Quelqu'un a-t-il une solution pour faire apparaître le disque dur ?

Merci d'avance pour votre aide


----------



## Pascal 77 (7 Septembre 2010)

Le port USB de la TC, il n'est pas juste destiné à brancher une imprimante ? C'est bien ce qu'il me semble, en tous cas !


----------



## Nicosun (7 Septembre 2010)

En ce qui me concerne j'ai ma TC branché directement sur mon Mac en Ethernet par contre j'aimerais le faire par l'usb.

Pascal 77 est tu sûr qu'elle ne fonctionne pas en USB ?


----------



## r e m y (7 Septembre 2010)

Pascal 77 a dit:


> Le port USB de la TC, il n'est pas juste destiné à brancher une imprimante ? C'est bien ce qu'il me semble, en tous cas !



On peut tout à fait brancher un disque dur sur le port usb de la TimeCapsule.

Par contre, il faut ensuite lancer l'utilitaire Airport, puis double-cliquer sur l'icone de la TimeCapsule (dans la colonne de gauche), pour accéder à sa configuration.
Là sélectionner l'onglet "Disque dur" et spécifier QUI a accès à ce disque (en le protégeant ou pas par mot de passe)

---------- Nouveau message ajouté à 17h13 ---------- Le message précédent a été envoyé à 17h12 ----------




Nicosun a dit:


> En ce qui me concerne j'ai ma TC branché directement sur mon Mac en Ethernet par contre j'aimerais le faire par l'usb.
> 
> Pascal 77 est tu sûr qu'elle ne fonctionne pas en USB ?



Non.
Le port USB permet de brancher une imprimante ou un disque dur externe.

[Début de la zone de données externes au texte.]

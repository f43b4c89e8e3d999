//! ParsedNode shape helpers over xot
//!
//! The rest of the crate treats a parsed node as `(&Xot, Node)`. These helpers
//! give that pair the surface the locator, synthesizer and click resolver
//! need: node classification, names, attributes and per-type serialization.

use serde::Serialize;
use xot::{Node, Value, Xot};

/// Node classification, mirroring the kinds an XPath evaluation can return
#[derive(Debug, Clone, Copy, PartialEq, Eq, Serialize)]
#[serde(rename_all = "kebab-case")]
pub enum NodeType {
    Element,
    Text,
    Attribute,
    Comment,
    ProcessingInstruction,
    Document,
    /// Non-node results (numbers, strings, booleans) from the evaluator
    Atomic,
}

/// Classify an xot node
pub fn node_type(xot: &Xot, node: Node) -> NodeType {
    match xot.value(node) {
        Value::Element(_) => NodeType::Element,
        Value::Text(_) => NodeType::Text,
        Value::Attribute(_) => NodeType::Attribute,
        Value::Comment(_) => NodeType::Comment,
        Value::ProcessingInstruction(_) => NodeType::ProcessingInstruction,
        _ => NodeType::Document,
    }
}

/// Name of an element or attribute node, if it has one
pub fn node_name(xot: &Xot, node: Node) -> Option<String> {
    match xot.value(node) {
        Value::Element(element) => Some(xot.local_name_str(element.name()).to_string()),
        Value::Attribute(attribute) => Some(xot.local_name_str(attribute.name()).to_string()),
        Value::ProcessingInstruction(pi) => Some(xot.local_name_str(pi.target()).to_string()),
        _ => None,
    }
}

/// Element tag name (local part only)
pub fn element_name(xot: &Xot, node: Node) -> Option<String> {
    match xot.value(node) {
        Value::Element(element) => Some(xot.local_name_str(element.name()).to_string()),
        _ => None,
    }
}

/// Ordered (name, value) attribute pairs of an element
pub fn attributes_of(xot: &Xot, node: Node) -> Vec<(String, String)> {
    let mut pairs = Vec::new();
    for (name_id, value) in xot.attributes(node).iter() {
        pairs.push((xot.local_name_str(name_id).to_string(), value.clone()));
    }
    pairs
}

/// Value of a named attribute on an element, if present and non-empty
pub fn attribute_value(xot: &Xot, node: Node, name: &str) -> Option<String> {
    for (name_id, value) in xot.attributes(node).iter() {
        if xot.local_name_str(name_id).eq_ignore_ascii_case(name) && !value.is_empty() {
            return Some(value.clone());
        }
    }
    None
}

/// Element children of a node, in document order
pub fn element_children(xot: &Xot, node: Node) -> Vec<Node> {
    xot.children(node)
        .filter(|child| matches!(xot.value(*child), Value::Element(_)))
        .collect()
}

/// Tag names of the leading element children, up to `limit`
pub fn child_element_names(xot: &Xot, node: Node, limit: usize) -> Vec<String> {
    element_children(xot, node)
        .into_iter()
        .take(limit)
        .filter_map(|child| element_name(xot, child))
        .collect()
}

/// Nearest ancestor element of a node (parent for elements, owning element
/// for attributes and text)
pub fn parent_element(xot: &Xot, node: Node) -> Option<Node> {
    let mut current = xot.parent(node)?;
    loop {
        if matches!(xot.value(current), Value::Element(_)) {
            return Some(current);
        }
        current = xot.parent(current)?;
    }
}

/// Concatenated descendant text of a node, trimmed
pub fn trimmed_text(xot: &Xot, node: Node) -> String {
    xot.string_value(node).trim().to_string()
}

/// Serialize a node's value for match output.
///
/// Elements render as outer markup, text nodes as their raw text, attributes
/// as `name="value"`, comments and processing instructions as their content.
pub fn serialize_value(xot: &Xot, node: Node) -> String {
    match xot.value(node) {
        Value::Element(_) => xot.to_string(node).unwrap_or_default(),
        Value::Text(text) => text.get().to_string(),
        Value::Attribute(attribute) => format!(
            r#"{}="{}""#,
            xot.local_name_str(attribute.name()),
            attribute.value()
        ),
        Value::Comment(comment) => comment.get().to_string(),
        Value::ProcessingInstruction(pi) => pi.data().unwrap_or_default().to_string(),
        _ => xot.string_value(node),
    }
}

/// Collect every element in the subtree under `root` whose tag name matches
/// `tag` case-insensitively, in document order, stopping at `cap` + 1 so the
/// caller can detect overflow.
pub fn elements_named(xot: &Xot, root: Node, tag: &str, cap: usize) -> Vec<Node> {
    let mut found = Vec::new();
    collect_named(xot, root, tag, cap, &mut found);
    found
}

fn collect_named(xot: &Xot, node: Node, tag: &str, cap: usize, found: &mut Vec<Node>) {
    if found.len() > cap {
        return;
    }
    if let Some(name) = element_name(xot, node) {
        if name.eq_ignore_ascii_case(tag) {
            found.push(node);
        }
    }
    for child in xot.children(node) {
        collect_named(xot, child, tag, cap, found);
    }
}
//! XPath evaluation using xee-xpath
//!
//! This module runs one expression against one document and assembles
//! positioned results: parse, evaluate, then recover source offsets per
//! match where possible.

mod engine;
mod match_result;

pub use engine::XPathEngine;
pub use match_result::{Evaluation, MatchResult};

use thiserror::Error;

use crate::parser::ParseError;

/// Errors that abort a single evaluation request.
///
/// Absent offsets on an individual match are not an error; they are the
/// expected "could not be located" state carried inside [`MatchResult`].
#[derive(Error, Debug)]
pub enum EvaluateError {
    #[error(transparent)]
    Parse(#[from] ParseError),
    #[error("Failed to compile XPath: {0}")]
    Compile(String),
    #[error("Failed to execute XPath: {0}")]
    Execute(String),
}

Il ne permet pas de relier TimeCapsule et Mac


----------



## Nicosun (7 Septembre 2010)

Merci remy, hé bien va falloir que je branche ma TC sur le routeur pour libérer l'Ethernet. Je rentre dans des sentiers obscur pour moi


----------



## Steph-24 (8 Septembre 2010)

r e m y a dit:


> On peut tout à fait brancher un disque dur sur le port usb de la TimeCapsule.
> 
> Par contre, il faut ensuite lancer l'utilitaire Airport, puis double-cliquer sur l'icone de la TimeCapsule (dans la colonne de gauche), pour accéder à sa configuration.
> Là sélectionner l'onglet "Disque dur" et spécifier QUI a accès à ce disque (en le protégeant ou pas par mot de passe)



Merci pour vos réponses.
En fait, comme le dit Rémy, ça fonctionne très bien avec un disque dur. J'en avait branché un autre depuis plusieurs mois et ça fonctionnait très bien.

Par contre depuis que j'ai branché le nouveau, impossible de le voir. Même l'utilitaire Airport ne le voit pas dans l'onglet "disque dur".

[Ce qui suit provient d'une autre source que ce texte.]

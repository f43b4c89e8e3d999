/// Integration tests for xpath-lens-core
///
/// These tests verify:
/// 1. End-to-end evaluation: source in, positioned matches out
/// 2. Highlight spans slicing back into the original text
/// 3. Click resolution feeding the evaluator (the round trip a UI performs)
/// 4. Size-threshold dispatch

use xpath_lens_core::{
    resolve_click, ClickTarget, Dispatcher, EvalRequest, ParseMode, XPathEngine,
};

fn evaluate(source: &str, xpath: &str, mode: ParseMode) -> xpath_lens_core::Evaluation {
    XPathEngine::new()
        .evaluate(source, xpath, mode)
        .expect("evaluation should succeed")
}

/// Slice a match's span out of the original source. Test sources are ASCII,
/// so character offsets equal byte offsets.
fn highlight<'a>(source: &'a str, m: &xpath_lens_core::MatchResult) -> &'a str {
    let start = m.start_offset.expect("match should be located");
    let end = m.end_offset.expect("match should be located");
    &source[start..end]
}

#[test]
fn test_evaluate_xml_end_to_end() {
    let source = "<catalog>\n  <book id=\"b1\"><title>Dune</title></book>\n  <book id=\"b2\"><title>Solaris</title></book>\n</catalog>";

    let result = evaluate(source, "//book[@id='b2']", ParseMode::Xml);
    assert_eq!(result.count, 1);
    assert_eq!(
        highlight(source, &result.matches[0]),
        "<book id=\"b2\"><title>Solaris</title></book>"
    );
}

#[test]
fn test_evaluate_messy_html_end_to_end() {
    // Unclosed <li> and <p>, uppercase names, a void element: the tree is
    // repaired for querying but spans still point into this raw text
    let source = "<UL>\n  <LI>First\n  <LI>Second<br>\n</UL>\n<p>tail";

    let result = evaluate(source, "//li", ParseMode::Html);
    assert_eq!(result.count, 2);
    assert_eq!(result.matches[0].start_offset, Some(source.find("<LI>First").unwrap()));
    assert_eq!(result.matches[1].start_offset, Some(source.find("<LI>Second").unwrap()));

    let result = evaluate(source, "//p", ParseMode::Html);
    assert_eq!(result.count, 1);
    assert_eq!(result.matches[0].start_offset, Some(source.find("<p>tail").unwrap()));
}

#[test]
fn test_text_and_attribute_highlights() {
    let source = r#"<doc><a href="guide.html">Read the guide</a></doc>"#;

    let result = evaluate(source, "//a/text()", ParseMode::Xml);
    assert_eq!(highlight(source, &result.matches[0]), "Read the guide");

    let result = evaluate(source, "//a/@href", ParseMode::Xml);
    assert_eq!(highlight(source, &result.matches[0]), r#"href="guide.html""#);
}

#[test]
fn test_click_to_xpath_to_matches_round_trip() {
    let source = "<html>\n<body>\n<div id=\"sidebar\"><p>Links</p></div>\n<div id=\"content\"><p>Body</p></div>\n</body>\n</html>";

    // Click on the second div's opening tag (line 4, inside "<div")
    let xpath = resolve_click(
        source,
        ParseMode::Html,
        &ClickTarget {
            line: 4,
            column: 2,
            line_text: "<div id=\"content\"><p>Body</p></div>".to_string(),
            surrounding: None,
        },
    )
    .expect("click should resolve");
    assert_eq!(xpath, r#"//*[@id="content"]"#);

    // The synthesized expression selects exactly the clicked element
    let result = evaluate(source, &xpath, ParseMode::Html);
    assert_eq!(result.count, 1);
    assert_eq!(
        highlight(source, &result.matches[0]),
        "<div id=\"content\"><p>Body</p></div>"
    );
}

#[test]
fn test_click_on_closing_tag_resolves_owner() {
    let source = "<html><body><section><p>one</p></section></body></html>";
    let line = source.to_string();
    let column = (source.find("</section>").unwrap() + 3) as u32;

    let xpath = resolve_click(
        source,
        ParseMode::Html,
        &ClickTarget {
            line: 1,
            column,
            line_text: line,
            surrounding: None,
        },
    )
    .expect("click should resolve");
    assert_eq!(xpath, "/html/body/section");
}

#[test]
fn test_dispatcher_worker_round_trip() {
    // Force the worker path with a tiny threshold; results must be
    // indistinguishable from the in-process path
    let source = "<list><item>a</item><item>b</item></list>";
    let request = EvalRequest {
        content: source.to_string(),
        xpath: "//item".to_string(),
        mode: ParseMode::Xml,
    };

    let inline = Dispatcher::new().dispatch(request.clone()).unwrap();
    let offloaded = Dispatcher::with_threshold(1).dispatch(request).unwrap();

    assert_eq!(inline.count, 2);
    assert_eq!(offloaded.count, 2);
    for (a, b) in inline.matches.iter().zip(offloaded.matches.iter()) {
        assert_eq!(a.value, b.value);
        assert_eq!(a.start_offset, b.start_offset);
        assert_eq!(a.end_offset, b.end_offset);
    }
}

#[test]
fn test_multibyte_source_uses_character_offsets() {
    // "héllo" before the match shifts byte offsets but not char offsets
    let source = "<r><t>héllo</t><p>World</p></r>";
    let result = evaluate(source, "//p", ParseMode::Xml);
    let start = result.matches[0].start_offset.unwrap();
    let end = result.matches[0].end_offset.unwrap();
    let chars: Vec<char> = source.chars().collect();
    let sliced: String = chars[start..end].iter().collect();
    assert_eq!(sliced, "<p>World</p>");
}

Est-ce que quand on branche le disque pour la première fois, il doit être vide (sans aucune donnée) ?  Car le mien possède déjà plusieurs dizaines de giga de données.


----------



## r e m y (9 Septembre 2010)

Il y a juste quelques contraintes sur le type de formattage du disque, je crois (format HFS+  et pas FAT32 ou NTFS), mais a priori c'est bien le cas, donc je sèche.


----------



## Steph-24 (9 Septembre 2010)

r e m y a dit:


> Il y a juste quelques contraintes sur le type de formattage du disque, je crois (format HFS+  et pas FAT32 ou NTFS), mais a priori c'est bien le cas, donc je sèche.

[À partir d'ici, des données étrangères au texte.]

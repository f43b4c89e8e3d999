//! Match result types for XPath evaluation

use serde::Serialize;

use crate::node::NodeType;

/// A single match from an XPath evaluation.
///
/// Offsets are character offsets into the original source text and are
/// omitted when the match could not be located; callers simply draw no
/// highlight in that case.
#[derive(Debug, Clone, Serialize)]
pub struct MatchResult {
    /// Serialized node content: outer markup for elements, raw text for text
    /// nodes, `name="value"` for attributes, the value itself for atomics
    pub value: String,
    pub node_type: NodeType,
    #[serde(skip_serializing_if = "Option::is_none")]
    pub node_name: Option<String>,
    #[serde(skip_serializing_if = "Option::is_none")]
    pub start_offset: Option<usize>,
    #[serde(skip_serializing_if = "Option::is_none")]
    pub end_offset: Option<usize>,
}

impl MatchResult {
    /// Create a match with no recovered location
    pub fn new(value: String, node_type: NodeType, node_name: Option<String>) -> Self {
        MatchResult {
            value,
            node_type,
            node_name,
            start_offset: None,
            end_offset: None,
        }
    }

    /// Attach a recovered source span
    pub fn with_offsets(mut self, start: usize, end: usize) -> Self {
        self.start_offset = Some(start);
        self.end_offset = Some(end);
        self
    }

    /// Whether a highlight can be drawn for this match
    pub fn is_located(&self) -> bool {
        self.start_offset.is_some() && self.end_offset.is_some()
    }
}

/// The assembled output of one evaluation request
#[derive(Debug, Serialize)]
pub struct Evaluation {
    pub matches: Vec<MatchResult>,
    pub count: usize,
    /// Wall-clock evaluation time in milliseconds
    pub execution_time_ms: f64,
}

#[cfg(test)]
mod tests {
    use super::*;

    #[test]
    fn test_offsets_omitted_from_json() {
        let m = MatchResult::new("<p>x</p>".to_string(), NodeType::Element, Some("p".to_string()));
        let json = serde_json::to_value(&m).unwrap();
        assert!(json.get("start_offset").is_none());
        assert_eq!(json["node_type"], "element");

        let located = m.with_offsets(3, 11);
        let json = serde_json::to_value(&located).unwrap();
        assert_eq!(json["start_offset"], 3);
        assert_eq!(json["end_offset"], 11);
    }
}
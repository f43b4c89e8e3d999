//! Disambiguation scoring constants
//!
//! Matching serialized markup back to source text has no exact answer without
//! a parser-provided source map, so both the offset locator and the click
//! resolver rank candidates heuristically. All point values and search windows
//! live here. The values are empirically chosen and may need corpus-driven
//! tuning; they are an accepted approximation, not precision constants.

/// Bonus when the element's own trimmed text content appears shortly after a
/// candidate opening tag.
pub const TEXT_CONTENT_BONUS: f64 = 50.0;
/// How far past a candidate opening tag to look for the element's text.
pub const TEXT_CONTENT_WINDOW: usize = 1000;

/// Maximum bonus for child tag names found after a candidate, scaled by the
/// fraction of sampled child names present.
pub const CHILD_TAG_BONUS: f64 = 30.0;
/// How far past a candidate to look for child tag names.
pub const CHILD_TAG_WINDOW: usize = 500;
/// How many leading child element names to sample.
pub const CHILD_TAG_SAMPLE: usize = 3;

/// Maximum bonus for serialized attribute strings found near a candidate,
/// scaled by the fraction present.
pub const ATTRIBUTE_BONUS: f64 = 20.0;
/// How far around a candidate to look for attribute strings.
pub const ATTRIBUTE_WINDOW: usize = 100;

/// Cap on same-name candidates considered before giving up. Past this the
/// locator reports "not located" and the click resolver "too ambiguous"
/// rather than scanning pathological documents indefinitely.
pub const MAX_CANDIDATES: usize = 100;

/// Half-width (in bytes) of the source window around a click offset that
/// candidate signatures are compared against.
pub const CLICK_CONTEXT_RADIUS: usize = 500;

/// Bonus per structural keyword present in both a candidate's ancestor
/// signature and the click context window.
pub const KEYWORD_BONUS: f64 = 10.0;

/// Strong bonus when the candidate's own leading text appears in the click
/// context window.
pub const OWN_TEXT_BONUS: f64 = 40.0;

/// Maximum distance-decayed bonus for a candidate whose located source span
/// is close to the click offset.
pub const PROXIMITY_BONUS: f64 = 60.0;
/// Decay scale (bytes) for the proximity bonus.
pub const PROXIMITY_SCALE: f64 = 200.0;

/// Penalty when a candidate cannot be located in the source at all.
pub const UNLOCATED_PENALTY: f64 = 100.0;

/// Structural cues compared between ancestor signatures and click context.
pub const STRUCTURAL_KEYWORDS: &[&str] = &[
    "sidebar", "nav", "header", "footer", "content", "main", "article",
    "section", "menu", "banner", "aside",
];

/// How many characters of trimmed text to include per ancestor level in a
/// candidate signature.
pub const SIGNATURE_TEXT_LEN: usize = 40;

Est-ce que ça pourrait venir du fait que mon disque externe est en fait un disque interne que j'ai inséré dans un boîtier ?


----------



## Pascal 77 (9 Septembre 2010)

Steph-24 a dit:


> Est-ce que ça pourrait venir du fait que mon disque externe est en fait un disque interne que j'ai inséré dans un boîtier ?



Les disques externes sont tous, des disques internes insérés dans des boîtiers ! Rien à voir.


----------



## Steph-24 (10 Septembre 2010)

Pascal 77 a dit:


> Les disques externes sont tous, des disques internes insérés dans des boîtiers ! Rien à voir.



C'est bien ce que je pensais. Donc pas de solutions pour l'instant


----------